• Work item
Would you restate the data exactly as given?
•••••
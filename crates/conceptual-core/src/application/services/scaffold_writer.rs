//! Scaffold Writer - the filesystem side of `init`.
//!
//! Every operation is idempotent and fails on its own: a missing source is
//! reported as [`Installed::NotFound`], never as an error, so one absent
//! resource cannot abort the whole run.

use std::path::{Path, PathBuf};

use tracing::{debug, info, instrument};

use crate::{
    application::{
        ApplicationError, ResourceLocator,
        ports::{Filesystem, VersionControl},
    },
    domain::ResourceKind,
    error::KitResult,
};

/// Result of copying a bundled resource.
#[derive(Debug, Clone, PartialEq, Eq)]
pub enum Installed {
    /// Copied from `source`.
    Copied { source: PathBuf },
    /// Nothing to copy; `searched` is where the source was expected.
    NotFound { searched: PathBuf },
    /// Source and destination are the same entry, left untouched.
    InPlace { path: PathBuf },
}

impl Installed {
    pub fn is_copied(&self) -> bool {
        matches!(self, Self::Copied { .. })
    }
}

/// Materializes scaffold content through the [`Filesystem`] port.
pub struct ScaffoldWriter<'a> {
    fs: &'a dyn Filesystem,
    locator: &'a ResourceLocator,
}

impl<'a> ScaffoldWriter<'a> {
    pub fn new(fs: &'a dyn Filesystem, locator: &'a ResourceLocator) -> Self {
        Self { fs, locator }
    }

    /// Replace `dst` with a copy of `src`.
    ///
    /// An existing `dst` is removed first (force-replace, never merged),
    /// unless it is `src` itself.
    pub fn copy_tree(&self, src: &Path, dst: &Path) -> KitResult<Installed> {
        if let Some(done) = self.precheck(src, dst) {
            return Ok(done);
        }

        if self.fs.exists(dst) {
            debug!(path = %dst.display(), "Removing previous copy");
            self.fs.remove_dir_all(dst)?;
        }

        self.fs.copy_dir_all(src, dst)?;
        Ok(Installed::Copied {
            source: src.to_path_buf(),
        })
    }

    /// Copy a single file, overwriting `dst`.
    pub fn copy_file(&self, src: &Path, dst: &Path) -> KitResult<Installed> {
        if let Some(done) = self.precheck(src, dst) {
            return Ok(done);
        }

        self.fs.copy_file(src, dst)?;
        Ok(Installed::Copied {
            source: src.to_path_buf(),
        })
    }

    /// Outcome decided before touching `dst`: a missing source, or a
    /// source that already is the destination.
    fn precheck(&self, src: &Path, dst: &Path) -> Option<Installed> {
        if !self.fs.exists(src) {
            return Some(Installed::NotFound {
                searched: src.to_path_buf(),
            });
        }
        if self.fs.same_location(src, dst) {
            debug!(path = %src.display(), "Source is the destination, not copying");
            return Some(Installed::InPlace {
                path: src.to_path_buf(),
            });
        }
        None
    }

    /// Create `path` (and parents) unless it already exists.
    pub fn ensure_empty_dir(&self, path: &Path) -> KitResult<()> {
        if self.fs.exists(path) {
            return Ok(());
        }
        self.fs.create_dir_all(path)
    }

    pub fn write_text(&self, path: &Path, content: &str) -> KitResult<()> {
        self.fs.write_file(path, content)
    }

    /// Locate `kind` and copy it to `dst`.
    ///
    /// Directory kinds are force-replaced with [`Self::copy_tree`]; file kinds
    /// go through [`Self::copy_file`].
    #[instrument(skip(self), fields(resource = %kind))]
    pub fn install(&self, kind: ResourceKind, dst: &Path) -> KitResult<Installed> {
        let src = self.locator.locate(kind, self.fs);
        let installed = if kind.is_file() {
            self.copy_file(&src, dst)?
        } else {
            self.copy_tree(&src, dst)?
        };

        if installed.is_copied() {
            info!(from = %src.display(), to = %dst.display(), "Installed resource");
        }
        Ok(installed)
    }

    /// Locate `kind` (a directory resource) and copy one member file out of it.
    #[instrument(skip(self), fields(resource = %kind))]
    pub fn install_member(
        &self,
        kind: ResourceKind,
        member: &str,
        dst_dir: &Path,
    ) -> KitResult<Installed> {
        let src = self.locator.locate(kind, self.fs).join(member);
        self.copy_file(&src, &dst_dir.join(member))
    }

    /// Initialize a repository in `dir`.
    ///
    /// Errors come back as [`ApplicationError::VersionControlFailed`]; the
    /// caller decides whether that is fatal (for `init` it never is).
    pub fn bootstrap_version_control(
        &self,
        vcs: &dyn VersionControl,
        dir: &Path,
    ) -> KitResult<()> {
        vcs.init_repository(dir).map_err(|e| {
            ApplicationError::VersionControlFailed {
                tool: vcs.name(),
                reason: e.to_string(),
            }
            .into()
        })
    }

    /// Number of `*.md` command files directly inside `dir`.
    pub fn count_commands(&self, dir: &Path) -> KitResult<usize> {
        Ok(self.fs.list_files(dir, "md")?.len())
    }
}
•••••
• Task response
filename crates/conceptual-core/src/application/services/scaffold_writer.rs
//! Scaffold Writer - the filesystem side of `init`.
//!
//! Every operation is idempotent and fails on its own: a missing source is
//! reported as [`Installed::NotFound`], never as an error, so one absent
//! resource cannot abort the whole run.

use std::path::{Path, PathBuf};

use tracing::{debug, info, instrument};

use crate::{
    application::{
        ApplicationError, ResourceLocator,
        ports::{Filesystem, VersionControl},
    },
    domain::ResourceKind,
    error::KitResult,
};

/// Result of copying a bundled resource.
#[derive(Debug, Clone, PartialEq, Eq)]
pub enum Installed {
    /// Copied from `source`.
    Copied { source: PathBuf },
    /// Nothing to copy; `searched` is where the source was expected.
    NotFound { searched: PathBuf },
    /// Source and destination are the same entry, left untouched.
    InPlace { path: PathBuf },
}

impl Installed {
    pub fn is_copied(&self) -> bool {
        matches!(self, Self::Copied { .. })
    }
}

/// Materializes scaffold content through the [`Filesystem`] port.
pub struct ScaffoldWriter<'a> {
    fs: &'a dyn Filesystem,
    locator: &'a ResourceLocator,
}

impl<'a> ScaffoldWriter<'a> {
    pub fn new(fs: &'a dyn Filesystem, locator: &'a ResourceLocator) -> Self {
        Self { fs, locator }
    }

    /// Replace `dst` with a copy of `src`.
    ///
    /// An existing `dst` is removed first (force-replace, never merged),
    /// unless it is `src` itself.
    pub fn copy_tree(&self, src: &Path, dst: &Path) -> KitResult<Installed> {
        if let Some(done) = self.precheck(src, dst) {
            return Ok(done);
        }

        if self.fs.exists(dst) {
            debug!(path = %dst.display(), "Removing previous copy");
            self.fs.remove_dir_all(dst)?;
        }

        self.fs.copy_dir_all(src, dst)?;
        Ok(Installed::Copied {
            source: src.to_path_buf(),
        })
    }

    /// Copy a single file, overwriting `dst`.
    pub fn copy_file(&self, src: &Path, dst: &Path) -> KitResult<Installed> {
        if let Some(done) = self.precheck(src, dst) {
            return Ok(done);
        }

        self.fs.copy_file(src, dst)?;
        Ok(Installed::Copied {
            source: src.to_path_buf(),
        })
    }

    /// Outcome decided before touching `dst`: a missing source, or a
    /// source that already is the destination.
    fn precheck(&self, src: &Path, dst: &Path) -> Option<Installed> {
        if !self.fs.exists(src) {
            return Some(Installed::NotFound {
                searched: src.to_path_buf(),
            });
        }
        if self.fs.same_location(src, dst) {
            debug!(path = %src.display(), "Source is the destination, not copying");
            return Some(Installed::InPlace {
                path: src.to_path_buf(),
            });
        }
        None
    }

    /// Create `path` (and parents) unless it already exists.
    pub fn ensure_empty_dir(&self, path: &Path) -> KitResult<()> {
        if self.fs.exists(path) {
            return Ok(());
        }
        self.fs.create_dir_all(path)
    }

    pub fn write_text(&self, path: &Path, content: &str) -> KitResult<()> {
        self.fs.write_file(path, content)
    }

    /// Locate `kind` and copy it to `dst`.
    ///
    /// Directory kinds are force-replaced with [`Self::copy_tree`]; file kinds
    /// go through [`Self::copy_file`].
    #[instrument(skip(self), fields(resource = %kind))]
    pub fn install(&self, kind: ResourceKind, dst: &Path) -> KitResult<Installed> {
        let src = self.locator.locate(kind, self.fs);
        let installed = if kind.is_file() {
            self.copy_file(&src, dst)?
        } else {
            self.copy_tree(&src, dst)?
        };

        if installed.is_copied() {
            info!(from = %src.display(), to = %dst.display(), "Installed resource");
        }
        Ok(installed)
    }

    /// Locate `kind` (a directory resource) and copy one member file out of it.
    #[instrument(skip(self), fields(resource = %kind))]
    pub fn install_member(
        &self,
        kind: ResourceKind,
        member: &str,
        dst_dir: &Path,
    ) -> KitResult<Installed> {
        let src = self.locator.locate(kind, self.fs).join(member);
        self.copy_file(&src, &dst_dir.join(member))
    }

    /// Initialize a repository in `dir`.
    ///
    /// Errors come back as [`ApplicationError::VersionControlFailed`]; the
    /// caller decides whether that is fatal (for `init` it never is).
    pub fn bootstrap_version_control(
        &self,
        vcs: &dyn VersionControl,
        dir: &Path,
    ) -> KitResult<()> {
        vcs.init_repository(dir).map_err(|e| {
            ApplicationError::VersionControlFailed {
                tool: vcs.name(),
                reason: e.to_string(),
            }
            .into()
        })
    }

    /// Number of `*.md` command files directly inside `dir`.
    pub fn count_commands(&self, dir: &Path) -> KitResult<usize> {
        Ok(self.fs.list_files(dir, "md")?.len())
    }
}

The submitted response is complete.